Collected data
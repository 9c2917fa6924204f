// Copyright (c) 2025 Steve Wagner (ciroque@live.com)
// SPDX-License-Identifier: MIT

//! Synchronous request/response on top of streams.
//!
//! Each call gets a private stream: create it at the requested graph path,
//! admit one frame, wait on the sink with a timeout, destroy the stream and
//! drain anything that arrived late so it can't leak into a later call.

use std::sync::atomic::{AtomicU64, Ordering};
use std::sync::Arc;
use std::time::Duration;

use crate::config::Parameters;
use crate::engine::pipeline::Pipeline;
use crate::engine::response::{response_channel, FrameResponse};
use crate::engine::stream::StreamOptions;
use crate::errors::PipelineError;
use crate::observability::messages::engine::LateResponsesDrained;
use crate::observability::messages::StructuredLog;
use crate::traits::Swag;

pub struct RequestAdapter {
    pipeline: Arc<Pipeline>,
    timeout: Duration,
    next_stream: AtomicU64,
}

impl RequestAdapter {
    /// Uses the definition's `response_timeout_secs` as the wait window
    pub fn new(pipeline: Arc<Pipeline>) -> Self {
        let timeout = pipeline.definition().runtime.get_response_timeout();
        Self {
            pipeline,
            timeout,
            next_stream: AtomicU64::new(0),
        }
    }

    pub fn with_timeout(mut self, timeout: Duration) -> Self {
        self.timeout = timeout;
        self
    }

    pub fn timeout(&self) -> Duration {
        self.timeout
    }

    /// Run one frame through the graph and return its terminal response.
    ///
    /// An element-reported failure comes back as `Ok` with an ERROR
    /// response; only an empty sink after the window is `ResponseTimeout`.
    pub async fn invoke_graph(
        &self,
        graph_path: Option<&str>,
        parameters: Parameters,
        frame_data: Swag,
    ) -> Result<FrameResponse, PipelineError> {
        let stream_id = format!(
            "{}-invoke-{}",
            self.pipeline.name(),
            self.next_stream.fetch_add(1, Ordering::Relaxed)
        );
        let (sink, responses) = response_channel();

        let mut options = StreamOptions::new().parameters(parameters);
        if let Some(graph_path) = graph_path {
            options = options.graph_path(graph_path);
        }
        self.pipeline
            .create_stream(stream_id.clone(), options, sink)
            .await?;

        let result = match self.pipeline.create_frame(&stream_id, frame_data, None) {
            Ok(_) => responses.recv_timeout(self.timeout).await,
            Err(error) => Err(error),
        };

        self.pipeline.destroy_stream(&stream_id).await;
        let late = responses.drain().await;
        if !late.is_empty() {
            LateResponsesDrained {
                stream_id: &stream_id,
                count: late.len(),
            }
            .log();
        }

        result
    }

    /// Invoke an element advertised as a tool, with `arguments` as frame data.
    pub async fn call_tool(
        &self,
        tool: &str,
        arguments: Swag,
    ) -> Result<FrameResponse, PipelineError> {
        if !self.pipeline.tools().iter().any(|t| t.name == tool) {
            return Err(PipelineError::UnknownGraphPath(tool.to_string()));
        }
        self.invoke_graph(Some(tool), Parameters::new(), arguments)
            .await
    }
}
// Copyright (c) 2025 Steve Wagner (ciroque@live.com)
// SPDX-License-Identifier: MIT

use std::fmt;

/// Errors that can occur during pipeline definition validation
#[derive(Debug, Clone, PartialEq)]
pub enum ValidationError {
    /// A circular dependency was detected in the element graph
    CyclicDependency {
        /// The cycle path showing the circular dependency
        cycle: Vec<String>,
    },
    /// An element references a dependency that doesn't exist
    UnresolvedDependency {
        /// The element that has the unresolved dependency
        element: String,
        /// The dependency that couldn't be resolved
        missing_dependency: String,
    },
    /// Two elements share the same name
    DuplicateElementName {
        /// The duplicate element name
        element: String,
    },
    /// The definition's default graph path names an element that doesn't exist
    UnknownGraphPath {
        /// The graph path head
        graph_path: String,
    },
    /// The definition contains no elements
    EmptyDefinition,
}

impl fmt::Display for ValidationError {
    fn fmt(&self, f: &mut fmt::Formatter<'_>) -> fmt::Result {
        match self {
            ValidationError::CyclicDependency { cycle } => {
                write!(f, "Cyclic dependency detected: {}", cycle.join(" -> "))
            }
            ValidationError::UnresolvedDependency {
                element,
                missing_dependency,
            } => {
                write!(
                    f,
                    "Element '{}' depends on '{}' which does not exist",
                    element, missing_dependency
                )
            }
            ValidationError::DuplicateElementName { element } => {
                write!(f, "Duplicate element name: '{}'", element)
            }
            ValidationError::UnknownGraphPath { graph_path } => {
                write!(
                    f,
                    "Default graph path '{}' does not name an element",
                    graph_path
                )
            }
            ValidationError::EmptyDefinition => write!(f, "Pipeline definition has no elements"),
        }
    }
}

impl std::error::Error for ValidationError {}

**What needs to be done**
All that is wanted is the run of lines from the start of the data through the line containing "use crate::engine::pipeline::Pipeline;", copied word for word.

**Task answer**
repository 9c2917fa6924204f
// Copyright (c) 2025 Steve Wagner (ciroque@live.com)
// SPDX-License-Identifier: MIT

//! Synchronous request/response on top of streams.
//!
//! Each call gets a private stream: create it at the requested graph path,
//! admit one frame, wait on the sink with a timeout, destroy the stream and
//! drain anything that arrived late so it can't leak into a later call.

use std::sync::atomic::{AtomicU64, Ordering};
use std::sync::Arc;
use std::time::Duration;

use crate::config::Parameters;
use crate::engine::pipeline::Pipeline;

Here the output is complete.